Плотин, последователь Платона, живший во времена, остроумно названные Гилбертом Мюрреем периодом «нервного срыва», вывел логические следствия из вышеприведенных тезисов. Пропорция, симметрия и гармоничное приспособление частей друг к другу уже не составляют ни красоты природных и художественных объектов, ни их чувственной притягательности. Красоту всем этим вещам придает вечная сущность или характер, сквозь них просвечивающий. Создатель всего сущего – высший художник, «наделяющий сотворенное» тем, что заставляет его быть прекрасным. Плотин считал, что абсолютное бытие не пристало мыслить в качестве бытия личного. Христианство не разделяет этой оговорки, и в христианской версии неоплатонизма красота природы и красота искусства понимались как проявления в пределах воспринимаемого мира Духа, стоящего выше природы и восприятия. Отзвук этой философии обнаруживается у Карлейля, когда он говорит, что в искусстве:

…бесконечное смешивается с конечным, становясь видимым, словно бы оно было в нем доступным. Такова природа всех истинных произведений искусства; в нем (если мы можем отличить истинное произведение от ремесленной поделки) мы различаем вечность, проглядывающую сквозь время, богоподобное, ставшее видимым.

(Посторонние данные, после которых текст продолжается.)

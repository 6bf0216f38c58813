//! Running prefix sums of the generator stream.
//!
//! `one_commit(n)` is the commitment to `n` ones: the identity for `n = 0`,
//! otherwise `G[0] + … + G[n-1]`. Callers tend to ask for increasing `n`, so
//! the sums are memoized in a grow-only table.

use curve25519_dalek::ristretto::RistrettoPoint;
use curve25519_dalek::traits::Identity;
use once_cell::sync::Lazy;
use parking_lot::RwLock;

use crate::generators;

// prefix_sums[n] = Σ_{i<n} G[i]; index 0 holds the identity.
static PREFIX_SUMS: Lazy<RwLock<Vec<RistrettoPoint>>> =
    Lazy::new(|| RwLock::new(vec![RistrettoPoint::identity()]));

/// Σ_{i<n} G[i], with `one_commit(0)` the group identity.
pub fn get_one_commit(n: u64) -> RistrettoPoint {
    let n = usize::try_from(n).expect("one-commit length exceeds addressable memory");
    {
        let cache = PREFIX_SUMS.read();
        if let Some(commit) = cache.get(n) {
            return *commit;
        }
    }
    let mut cache = PREFIX_SUMS.write();
    while cache.len() <= n {
        let next_index = (cache.len() - 1) as u64;
        let extended = cache[cache.len() - 1] + generators::generator(next_index);
        cache.push(extended);
    }
    cache[n]
}
//! Inner-product argument over the canonical generator stream.
//!
//! A proof convinces a verifier holding a commitment `A = ⟨a, G⟩` and a
//! claimed product `z = ⟨a, b⟩` that the prover knows `a`, using
//! `⌈log₂ n⌉` rounds of halving. Prover and verifier drive an identical
//! transcript: per round the cross-term points are absorbed under the
//! labels `"L"` and `"R"` and a folding challenge is drawn under `"x"`.
//!
//! # Protocol
//!
//! With `np = 2^⌈log₂ n⌉`, the prover pads `a` and `b` with zeros to length
//! `np`, fetches `G[0..np]` from the generator stream at the caller's
//! offset, and uses the next generator `Q = G[np]` as the inner-product
//! base. Each round halves the vectors:
//!
//! - `L = ⟨a_lo, G_hi⟩ + ⟨a_lo, b_hi⟩·Q`
//! - `R = ⟨a_hi, G_lo⟩ + ⟨a_hi, b_lo⟩·Q`
//! - `u = challenge`, then
//!   `a ← u·a_lo + u⁻¹·a_hi`, `b ← u⁻¹·b_lo + u·b_hi`,
//!   `G ← u⁻¹·G_lo + u·G_hi`.
//!
//! Rounds are emitted most-significant first: `l_vector[0]` is the round
//! that split the full vector. After the last round a single scalar `a*`
//! remains.
//!
//! Both `b` and `G` collapse against the same coefficient vector
//! `s_i = Π_j u_j^{±1}` (positive exponent when bit `j` of `i` is set), so
//! the verifier recomputes the challenges from the proof, collapses
//! `b' = ⟨s, b⟩`, and accepts iff
//!
//! ```text
//! a*·⟨s, G⟩ + (a*·b' − z)·Q − A − Σ_j (u_j²·L_j + u_j⁻²·R_j) = 0
//! ```
//!
//! evaluated as one multi-scalar multiplication.

mod error;

pub use error::ProofError;

use curve25519_dalek::ristretto::{CompressedRistretto, RistrettoPoint};
use curve25519_dalek::scalar::Scalar;
use curve25519_dalek::traits::IsIdentity;
use merlin::Transcript;
use rayon::prelude::*;
use serde::{Deserialize, Serialize};

use crate::backend::{self, MsmEngine};
use crate::generators;
use crate::transcript::TranscriptProtocol;

const LOG_TARGET: &str = "multicommit::inner_product";

/// A logarithmic-size proof of knowledge of the vector behind a Pedersen
/// commitment and its inner product with a public vector.
#[derive(Clone, Debug, Serialize, Deserialize)]
pub struct InnerProductProof {
    /// Left cross-term per round, most significant round first.
    pub l_vector: Vec<CompressedRistretto>,
    /// Right cross-term per round, most significant round first.
    pub r_vector: Vec<CompressedRistretto>,
    /// The single scalar remaining after every fold.
    pub a_final: Scalar,
}

fn inner_product(a: &[Scalar], b: &[Scalar]) -> Scalar {
    a.iter().zip(b).map(|(x, y)| x * y).sum()
}

impl InnerProductProof {
    /// Proves knowledge of `a` with `⟨a, G⟩` committed against the
    /// generator stream at `offset_generators`.
    ///
    /// The inputs are trusted: empty or mismatched vectors are caller
    /// misuse and panic. The only runtime failure is the negligible event
    /// of a zero folding challenge.
    #[tracing::instrument(target = LOG_TARGET, skip_all, fields(n = a.len(), offset_generators))]
    pub fn create(
        transcript: &mut Transcript,
        offset_generators: u64,
        a: &[Scalar],
        b: &[Scalar],
    ) -> Result<InnerProductProof, ProofError> {
        let n = a.len();
        assert!(n > 0, "inner-product proving requires a non-empty vector");
        assert_eq!(a.len(), b.len(), "input vectors must have equal length");

        let np = n.next_power_of_two();
        let rounds = np.trailing_zeros() as usize;
        let mut g_vec = generators::generator_range(offset_generators, np + 1);
        let q = g_vec[np];
        g_vec.truncate(np);

        let mut a_vec = a.to_vec();
        let mut b_vec = b.to_vec();
        a_vec.resize(np, Scalar::ZERO);
        b_vec.resize(np, Scalar::ZERO);

        transcript.innerproduct_domain_sep(n as u64);

        let engine = backend::initialized_engine();
        let mut l_vector = Vec::with_capacity(rounds);
        let mut r_vector = Vec::with_capacity(rounds);

        for _ in 0..rounds {
            let half = a_vec.len() / 2;
            let (a_lo, a_hi) = a_vec.split_at(half);
            let (b_lo, b_hi) = b_vec.split_at(half);
            let (g_lo, g_hi) = g_vec.split_at(half);

            let c_l = inner_product(a_lo, b_hi);
            let c_r = inner_product(a_hi, b_lo);

            let mut l_scalars = a_lo.to_vec();
            l_scalars.push(c_l);
            let mut l_points = g_hi.to_vec();
            l_points.push(q);
            let l = engine.msm_single(&l_scalars, &l_points).compress();

            let mut r_scalars = a_hi.to_vec();
            r_scalars.push(c_r);
            let mut r_points = g_lo.to_vec();
            r_points.push(q);
            let r = engine.msm_single(&r_scalars, &r_points).compress();

            transcript.append_point(b"L", &l);
            transcript.append_point(b"R", &r);
            l_vector.push(l);
            r_vector.push(r);

            let u = transcript.challenge_scalar(b"x");
            if u == Scalar::ZERO {
                return Err(ProofError::ZeroChallenge);
            }
            let u_inv = u.invert();

            let folded_a: Vec<Scalar> = a_lo
                .iter()
                .zip(a_hi)
                .map(|(lo, hi)| u * lo + u_inv * hi)
                .collect();
            let folded_b: Vec<Scalar> = b_lo
                .iter()
                .zip(b_hi)
                .map(|(lo, hi)| u_inv * lo + u * hi)
                .collect();
            let folded_g: Vec<RistrettoPoint> = g_lo
                .par_iter()
                .zip(g_hi.par_iter())
                .map(|(lo, hi)| lo * u_inv + hi * u)
                .collect();

            a_vec = folded_a;
            b_vec = folded_b;
            g_vec = folded_g;
        }

        Ok(InnerProductProof {
            l_vector,
            r_vector,
            a_final: a_vec[0],
        })
    }

    /// Verifies the proof against a commitment `a_commit = ⟨a, G⟩` and a
    /// claimed inner product `⟨a, b⟩ = product`.
    ///
    /// The proof and the commitment are untrusted: any malformed encoding
    /// rejects rather than panicking. `n = 0` is caller misuse and panics.
    #[tracing::instrument(target = LOG_TARGET, skip_all, fields(n, offset_generators))]
    pub fn verify(
        &self,
        transcript: &mut Transcript,
        n: u64,
        offset_generators: u64,
        b: &[Scalar],
        product: &Scalar,
        a_commit: &CompressedRistretto,
    ) -> Result<(), ProofError> {
        assert!(n > 0, "inner-product verification requires a non-empty vector");
        let n = usize::try_from(n).expect("vector length exceeds addressable memory");
        assert_eq!(b.len(), n, "public vector length must match n");

        let np = n.next_power_of_two();
        let rounds = np.trailing_zeros() as usize;
        if self.l_vector.len() != rounds || self.r_vector.len() != rounds {
            return Err(ProofError::FormatError);
        }

        transcript.innerproduct_domain_sep(n as u64);

        let mut challenges = Vec::with_capacity(rounds);
        let mut l_points = Vec::with_capacity(rounds);
        let mut r_points = Vec::with_capacity(rounds);
        for (l, r) in self.l_vector.iter().zip(&self.r_vector) {
            l_points.push(transcript.validate_and_append_point(b"L", l)?);
            r_points.push(transcript.validate_and_append_point(b"R", r)?);
            let u = transcript.challenge_scalar(b"x");
            if u == Scalar::ZERO {
                return Err(ProofError::ZeroChallenge);
            }
            challenges.push(u);
        }

        let mut challenges_inv = challenges.clone();
        let all_inv = Scalar::batch_invert(&mut challenges_inv);

        // s[i] = Π_j u_j^{±1}, positive exponent when bit j of i is set.
        // challenges[0] belongs to the most significant bit, `rounds - 1`.
        let mut s = Vec::with_capacity(np);
        s.push(all_inv);
        for i in 1..np {
            let bit = usize::BITS as usize - 1 - i.leading_zeros() as usize;
            let u = challenges[rounds - 1 - bit];
            s.push(s[i - (1 << bit)] * (u * u));
        }

        // b is implicitly zero-padded to np, so only its first n entries
        // contribute to the collapsed value.
        let b_prime: Scalar = b.iter().zip(&s).map(|(b_i, s_i)| b_i * s_i).sum();

        let a_point = a_commit.decompress().ok_or(ProofError::FormatError)?;
        let gens = generators::generator_range(offset_generators, np + 1);
        let q = gens[np];

        // One combined multi-scalar multiplication for the whole equation.
        let mut scalars = Vec::with_capacity(np + 2 + 2 * rounds);
        let mut points = Vec::with_capacity(np + 2 + 2 * rounds);
        for (s_i, g_i) in s.iter().zip(&gens[..np]) {
            scalars.push(self.a_final * s_i);
            points.push(*g_i);
        }
        scalars.push(self.a_final * b_prime - product);
        points.push(q);
        scalars.push(-Scalar::ONE);
        points.push(a_point);
        for (u, l) in challenges.iter().zip(&l_points) {
            scalars.push(-(u * u));
            points.push(*l);
        }
        for (u_inv, r) in challenges_inv.iter().zip(&r_points) {
            scalars.push(-(u_inv * u_inv));
            points.push(*r);
        }

        let check = backend::initialized_engine().msm_single(&scalars, &points);
        if check.is_identity() {
            Ok(())
        } else {
            Err(ProofError::VerificationError)
        }
    }
}
//! Frame layer: boundary detection, frame decoding, frame building.
//!
//! Wire layout of one frame:
//! ```text
//! [header] [payload: fields at their offsets] [checksum] [footer]
//! ```
//! The checksum covers the payload only. `layout` derives sizes from a
//! [`Protocol`](crate::Protocol), `sync` cuts frames out of a byte stream,
//! `parser` decodes them and `encoder` builds them.

pub mod encoder;
pub mod error;
pub mod layout;
pub mod parser;
pub mod sync;

pub use encoder::{FrameEncoder, encode};
pub use error::FramingError;
pub use layout::{FrameLayout, MAX_FRAME_SIZE, PayloadExtent};
pub use parser::{FrameParser, Frames, ParserStats, decode_frame};
pub use sync::{FrameSynchronizer, SyncConfig, SyncState, SyncStats};

/// Position of the first occurrence of `needle` in `haystack`.
pub(crate) fn find(haystack: &[u8], needle: &[u8]) -> Option<usize> {
    if needle.is_empty() {
        return Some(0);
    }
    haystack
        .windows(needle.len())
        .position(|window| window == needle)
}
//! Checksum and CRC engine.
//!
//! The algorithm is selected per protocol and its output width is fixed:
//!
//! | algorithm | width | output |
//! |---|---|---|
//! | `sum8`  | 1 | byte sum mod 256 |
//! | `sum16` | 2 | byte sum mod 65536, big-endian |
//! | `xor8`  | 1 | XOR of all bytes |
//! | `crc8`  | 1 | CRC-8/SMBUS (poly 0x07, init 0x00) |
//! | `crc16` | 2 | CRC-16/MODBUS (poly 0xA001 reflected, init 0xFFFF), little-endian |
//! | `crc32` | 4 | CRC-32/ISO-HDLC (IEEE 802.3), little-endian |
//!
//! Hardware that expects a different CRC-8/CRC-16 convention needs its own
//! parameters; these are the common instantiations.

use std::fmt;
use std::str::FromStr;

use crc::{CRC_8_SMBUS, CRC_16_MODBUS, CRC_32_ISO_HDLC, Crc};
use serde::{Deserialize, Deserializer, Serialize};
use thiserror::Error;

const CRC8: Crc<u8> = Crc::<u8>::new(&CRC_8_SMBUS);
const CRC16: Crc<u16> = Crc::<u16>::new(&CRC_16_MODBUS);
const CRC32: Crc<u32> = Crc::<u32>::new(&CRC_32_ISO_HDLC);

/// Supported checksum algorithms.
#[derive(Debug, Clone, Copy, PartialEq, Eq, Hash, Serialize, Deserialize)]
#[serde(rename_all = "lowercase")]
pub enum ChecksumAlgorithm {
    Sum8,
    Sum16,
    Xor8,
    Crc8,
    Crc16,
    Crc32,
}

impl ChecksumAlgorithm {
    pub const ALL: [ChecksumAlgorithm; 6] = [
        ChecksumAlgorithm::Sum8,
        ChecksumAlgorithm::Sum16,
        ChecksumAlgorithm::Xor8,
        ChecksumAlgorithm::Crc8,
        ChecksumAlgorithm::Crc16,
        ChecksumAlgorithm::Crc32,
    ];

    /// Output size in bytes.
    pub fn width(self) -> usize {
        match self {
            ChecksumAlgorithm::Sum8 | ChecksumAlgorithm::Xor8 | ChecksumAlgorithm::Crc8 => 1,
            ChecksumAlgorithm::Sum16 | ChecksumAlgorithm::Crc16 => 2,
            ChecksumAlgorithm::Crc32 => 4,
        }
    }

    pub fn as_str(self) -> &'static str {
        match self {
            ChecksumAlgorithm::Sum8 => "sum8",
            ChecksumAlgorithm::Sum16 => "sum16",
            ChecksumAlgorithm::Xor8 => "xor8",
            ChecksumAlgorithm::Crc8 => "crc8",
            ChecksumAlgorithm::Crc16 => "crc16",
            ChecksumAlgorithm::Crc32 => "crc32",
        }
    }
}

impl fmt::Display for ChecksumAlgorithm {
    fn fmt(&self, f: &mut fmt::Formatter<'_>) -> fmt::Result {
        f.write_str(self.as_str())
    }
}

#[derive(Debug, Clone, PartialEq, Eq, Error)]
#[error("unknown checksum algorithm: {name}")]
pub struct UnknownAlgorithm {
    pub name: String,
}

impl FromStr for ChecksumAlgorithm {
    type Err = UnknownAlgorithm;

    fn from_str(s: &str) -> Result<Self, Self::Err> {
        match s.trim().to_ascii_lowercase().as_str() {
            "sum8" => Ok(ChecksumAlgorithm::Sum8),
            "sum16" => Ok(ChecksumAlgorithm::Sum16),
            "xor8" | "xor" => Ok(ChecksumAlgorithm::Xor8),
            "crc8" => Ok(ChecksumAlgorithm::Crc8),
            "crc16" | "crc16_modbus" => Ok(ChecksumAlgorithm::Crc16),
            "crc32" => Ok(ChecksumAlgorithm::Crc32),
            _ => Err(UnknownAlgorithm {
                name: s.to_string(),
            }),
        }
    }
}

/// Accepts an algorithm name, `"none"`, an empty string, or null.
pub(crate) fn deserialize_optional<'de, D>(
    deserializer: D,
) -> Result<Option<ChecksumAlgorithm>, D::Error>
where
    D: Deserializer<'de>,
{
    let name: Option<String> = Option::deserialize(deserializer)?;
    match name.as_deref().map(str::trim) {
        None | Some("") => Ok(None),
        Some(name) if name.eq_ignore_ascii_case("none") => Ok(None),
        Some(name) => name.parse().map(Some).map_err(serde::de::Error::custom),
    }
}

pub fn sum8(data: &[u8]) -> u8 {
    data.iter().fold(0u8, |acc, &byte| acc.wrapping_add(byte))
}

pub fn sum16(data: &[u8]) -> u16 {
    data.iter().fold(0u16, |acc, &byte| acc.wrapping_add(u16::from(byte)))
}

pub fn xor8(data: &[u8]) -> u8 {
    data.iter().fold(0u8, |acc, &byte| acc ^ byte)
}

pub fn crc8(data: &[u8]) -> u8 {
    CRC8.checksum(data)
}

pub fn crc16(data: &[u8]) -> u16 {
    CRC16.checksum(data)
}

pub fn crc32(data: &[u8]) -> u32 {
    CRC32.checksum(data)
}

/// Compute the checksum bytes in wire order.
///
/// # Examples
/// ```
/// use framekit_core::checksum::{ChecksumAlgorithm, compute};
///
/// assert_eq!(compute(ChecksumAlgorithm::Crc16, b"123456789"), vec![0x37, 0x4B]);
/// assert_eq!(compute(ChecksumAlgorithm::Sum8, &[1, 2, 3, 4]), vec![0x0A]);
/// ```
pub fn compute(algorithm: ChecksumAlgorithm, data: &[u8]) -> Vec<u8> {
    match algorithm {
        ChecksumAlgorithm::Sum8 => vec![sum8(data)],
        ChecksumAlgorithm::Sum16 => sum16(data).to_be_bytes().to_vec(),
        ChecksumAlgorithm::Xor8 => vec![xor8(data)],
        ChecksumAlgorithm::Crc8 => vec![crc8(data)],
        ChecksumAlgorithm::Crc16 => crc16(data).to_le_bytes().to_vec(),
        ChecksumAlgorithm::Crc32 => crc32(data).to_le_bytes().to_vec(),
    }
}

/// Check `expected` against the checksum of `data`. A wrong-sized
/// `expected` never matches.
pub fn validate(algorithm: ChecksumAlgorithm, data: &[u8], expected: &[u8]) -> bool {
    expected.len() == algorithm.width() && compute(algorithm, data) == expected
}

Вполне определенно та же мысль выражена и Бозанкетом, современным идеалистом, придерживающимся немецкой традиции. Он говорит, что дух искусства – это вера в «жизнь и божество, которые угадываются внешним миром, а потому „идеализации“, характерные для искусства, – это не столько плоды воображения, отстраняющегося от реальности, сколько откровения жизни и божества, которое одно в конечном счете является реальным».

Современные метафизики, отказавшиеся от теологической традиции, поняли, что чисто логически сущности могут существовать сами по себе и не нуждаются в поддержке, оказываемой им, как считалось раньше, неким разумом или духом. Современный философ Сантаяна пишет:

Природа сущности лучше всего явлена в прекрасном, поскольку для духа оно представляет собой положительное присутствие, а не неопределенный и условный титул. В форме, наделенной ощутимой красотой, очевидная сложность составляет очевидное единство; видно, что выраженная интенсивность и индивидуальность принадлежат реальности предельно нематериальной и не способной существовать иначе как в примере. Такая божественная красота очевидна, мимолетна, неощутима, она бездомна в мире материальных фактов. В то же время она безусловно индивидуальна и самодостаточна. И хотя она вскоре затмевается, она никогда в действительности не угасает, ибо она посещает время, но принадлежит вечности.